Data excerpts: Begin
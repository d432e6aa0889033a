//! Extraction-side error taxonomy.
//!
//! Reconciliation mismatches are deliberately absent: a ledger that does not
//! add up is a warning on the result, not a failure of the pipeline.

use thiserror::Error;

use super::vision::VisionError;
use crate::models::DocumentCategory;

#[derive(Error, Debug)]
pub enum ExtractionError {
    /// No extraction schema registered for this category. The caller is
    /// expected to fall back to raw text extraction.
    #[error("未対応の書類タイプ: {0}")]
    UnsupportedCategory(DocumentCategory),

    /// The vision model call itself failed.
    #[error("Vision model call failed: {0}")]
    Collaborator(#[from] VisionError),

    /// The model answered, but not with the JSON shape the prompt demanded.
    /// Hard failure; structured output is trusted and never retried.
    #[error("Malformed model response: {0}")]
    ResponseParsing(String),
}

#[cfg(test)]
mod tests {
    use super::*;

    #[test]
    fn unsupported_category_names_the_category() {
        let err = ExtractionError::UnsupportedCategory(DocumentCategory::PublicBond);
        assert!(err.to_string().contains("PUBLIC_BOND"));
    }

    #[test]
    fn vision_errors_convert() {
        let err: ExtractionError = VisionError::EmptyResponse.into();
        assert!(matches!(err, ExtractionError::Collaborator(_)));
    }
}
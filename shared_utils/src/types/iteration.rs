//! Iteration budget for search loops.
//!
//! A guard hands out numbered iterations until its budget is spent. Callers
//! validate user-supplied budgets against [`HARD_ITERATION_CAP`]; the guard
//! clamps to it regardless.

use thiserror::Error;

pub const HARD_ITERATION_CAP: u32 = 64;

#[derive(Error, Debug, Clone, PartialEq, Eq)]
#[error("{context}: iteration budget of {budget} exhausted")]
pub struct IterationError {
    pub budget: u32,
    pub context: String,
}

#[derive(Debug, Clone)]
pub struct IterationGuard {
    used: u32,
    budget: u32,
    context: String,
}

impl IterationGuard {
    pub fn new(budget: u32, context: impl Into<String>) -> Self {
        Self {
            used: 0,
            budget: budget.min(HARD_ITERATION_CAP),
            context: context.into(),
        }
    }

    /// Claims the next iteration and returns its 1-based number. Once the
    /// budget is spent every call fails and `used` stops growing.
    pub fn increment(&mut self) -> Result<u32, IterationError> {
        if self.used >= self.budget {
            return Err(IterationError {
                budget: self.budget,
                context: self.context.clone(),
            });
        }
        self.used += 1;
        Ok(self.used)
    }

    pub fn used(&self) -> u32 {
        self.used
    }

    pub fn budget(&self) -> u32 {
        self.budget
    }
}

#[cfg(test)]
mod tests {
    use super::*;

    #[test]
    fn test_budget_is_handed_out_in_order() {
        let mut guard = IterationGuard::new(3, "quality search");
        assert_eq!(guard.increment(), Ok(1));
        assert_eq!(guard.increment(), Ok(2));
        assert_eq!(guard.increment(), Ok(3));
        assert_eq!(guard.used(), guard.budget());
        assert!(guard.increment().is_err());
    }

    #[test]
    fn test_spent_guard_keeps_failing_without_counting() {
        let mut guard = IterationGuard::new(1, "quality search");
        guard.increment().unwrap();

        let err = guard.increment().unwrap_err();
        assert!(guard.increment().is_err());
        assert_eq!(guard.used(), 1);
        assert_eq!(err.to_string(), "quality search: iteration budget of 1 exhausted");
    }

    #[test]
    fn test_budget_is_capped() {
        let guard = IterationGuard::new(1000, "runaway");
        assert_eq!(guard.budget(), HARD_ITERATION_CAP);
    }

    #[test]
    fn test_zero_budget_is_exhausted_immediately() {
        let mut guard = IterationGuard::new(0, "empty");
        assert_eq!(guard.increment().unwrap_err().context, "empty");
        assert_eq!(guard.used(), 0);
    }
}
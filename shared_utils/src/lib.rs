//! Shared Utilities for the quick_pose image tools
//!
//! - File discovery and batch tallies
//! - Worker pool abstraction
//! - Atomic output writes
//! - Logging, progress bar and summary reporting
//! - Byte-size parsing and iteration guards

pub mod batch;
pub mod common_utils;
pub mod executor;
pub mod logging;
pub mod progress;
pub mod report;
pub mod thread_manager;
pub mod types;

pub use batch::{BatchResult, FileSelector, SourceFile};
pub use executor::{CancelFlag, Executor, RayonExecutor, SequentialExecutor};
pub use progress::{create_progress_bar, format_bytes, format_duration};
pub use report::{print_summary_report, render_summary_report};
pub use types::{
    FileSize, FileSizeParseError, IterationError, IterationGuard, HARD_ITERATION_CAP,
};
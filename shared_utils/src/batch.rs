//! Batch Processing Module
//!
//! File discovery for batch runs plus the aggregated per-outcome tally.

use crate::common_utils::{
    compute_relative_path, get_extension_lowercase, has_extension, normalize_extension,
};
use serde::Serialize;
use std::path::{Path, PathBuf};
use tracing::warn;
use walkdir::WalkDir;

/// A candidate input discovered under the source root.
#[derive(Debug, Clone, PartialEq, Eq)]
pub struct SourceFile {
    pub path: PathBuf,
    /// Path relative to the source root, used to mirror the output tree.
    pub relative: PathBuf,
    /// Lowercase, without the leading dot.
    pub extension: String,
    pub size: u64,
}

impl SourceFile {
    /// Builds a `SourceFile` by reading `path`'s metadata.
    pub fn from_path(path: &Path, root: &Path) -> std::io::Result<Self> {
        let size = std::fs::metadata(path)?.len();
        Ok(Self {
            path: path.to_path_buf(),
            relative: compute_relative_path(path, root),
            extension: get_extension_lowercase(path),
            size,
        })
    }
}

/// Recursive, extension-filtered walk over a source tree.
///
/// Holds no filesystem state: every call to [`FileSelector::iter`] walks the
/// tree again, so the sequence is restartable and always reflects the current
/// directory contents.
#[derive(Debug, Clone)]
pub struct FileSelector {
    root: PathBuf,
    extensions: Vec<String>,
}

impl FileSelector {
    /// `extensions` are matched case-insensitively, with or without a
    /// leading dot.
    pub fn new<S: AsRef<str>>(root: impl Into<PathBuf>, extensions: &[S]) -> Self {
        let mut extensions: Vec<String> = extensions
            .iter()
            .map(|e| normalize_extension(e.as_ref()))
            .filter(|e| !e.is_empty())
            .collect();
        extensions.sort();
        extensions.dedup();
        Self {
            root: root.into(),
            extensions,
        }
    }

    pub fn root(&self) -> &Path {
        &self.root
    }

    pub fn extensions(&self) -> &[String] {
        &self.extensions
    }

    /// Lazily yields matching regular files. Entries that cannot be read are
    /// logged and skipped.
    pub fn iter(&self) -> impl Iterator<Item = SourceFile> + '_ {
        WalkDir::new(&self.root)
            .follow_links(true)
            .into_iter()
            .filter_map(|entry| match entry {
                Ok(e) => Some(e),
                Err(err) => {
                    warn!(error = %err, "Skipping unreadable directory entry");
                    None
                }
            })
            .filter(|e| e.file_type().is_file())
            .filter(|e| has_extension(e.path(), &self.extensions))
            .filter_map(|e| match SourceFile::from_path(e.path(), &self.root) {
                Ok(file) => Some(file),
                Err(err) => {
                    warn!(
                        path = %e.path().display(),
                        error = %err,
                        "Skipping file without metadata"
                    );
                    None
                }
            })
    }

    pub fn collect(&self) -> Vec<SourceFile> {
        self.iter().collect()
    }
}

/// Aggregated tally of a batch run.
#[derive(Debug, Clone, Default, Serialize)]
pub struct BatchResult {
    pub total: usize,
    pub copied: usize,
    pub converted: usize,
    pub skipped: usize,
    pub failed: usize,
    pub input_bytes: u64,
    pub output_bytes: u64,
    pub errors: Vec<(PathBuf, String)>,
}

impl BatchResult {
    pub fn new() -> Self {
        Self::default()
    }

    pub fn copy(&mut self, input_bytes: u64, output_bytes: u64) {
        self.total += 1;
        self.copied += 1;
        self.input_bytes += input_bytes;
        self.output_bytes += output_bytes;
    }

    pub fn convert(&mut self, input_bytes: u64, output_bytes: u64) {
        self.total += 1;
        self.converted += 1;
        self.input_bytes += input_bytes;
        self.output_bytes += output_bytes;
    }

    pub fn skip(&mut self) {
        self.total += 1;
        self.skipped += 1;
    }

    pub fn fail(&mut self, path: PathBuf, error: String) {
        self.total += 1;
        self.failed += 1;
        self.errors.push((path, error));
    }

    pub fn succeeded(&self) -> usize {
        self.copied + self.converted
    }

    /// Percentage of processed files that did not fail. Skipped files are
    /// excluded from the denominator; an empty batch is 100%.
    pub fn success_rate(&self) -> f64 {
        let processed = self.total - self.skipped;
        if processed == 0 {
            100.0
        } else {
            (self.succeeded() as f64 / processed as f64) * 100.0
        }
    }
}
Data excerpts: End
** Problem statement **
Lines from the start of the entries through the one containing "pub enum ExtractionError" are to be set down again exactly, both ends included.

** Task output **
repository d432e6aa0889033a
//! Extraction-side error taxonomy.
//!
//! Reconciliation mismatches are deliberately absent: a ledger that does not
//! add up is a warning on the result, not a failure of the pipeline.

use thiserror::Error;

use super::vision::VisionError;
use crate::models::DocumentCategory;

#[derive(Error, Debug)]
pub enum ExtractionError {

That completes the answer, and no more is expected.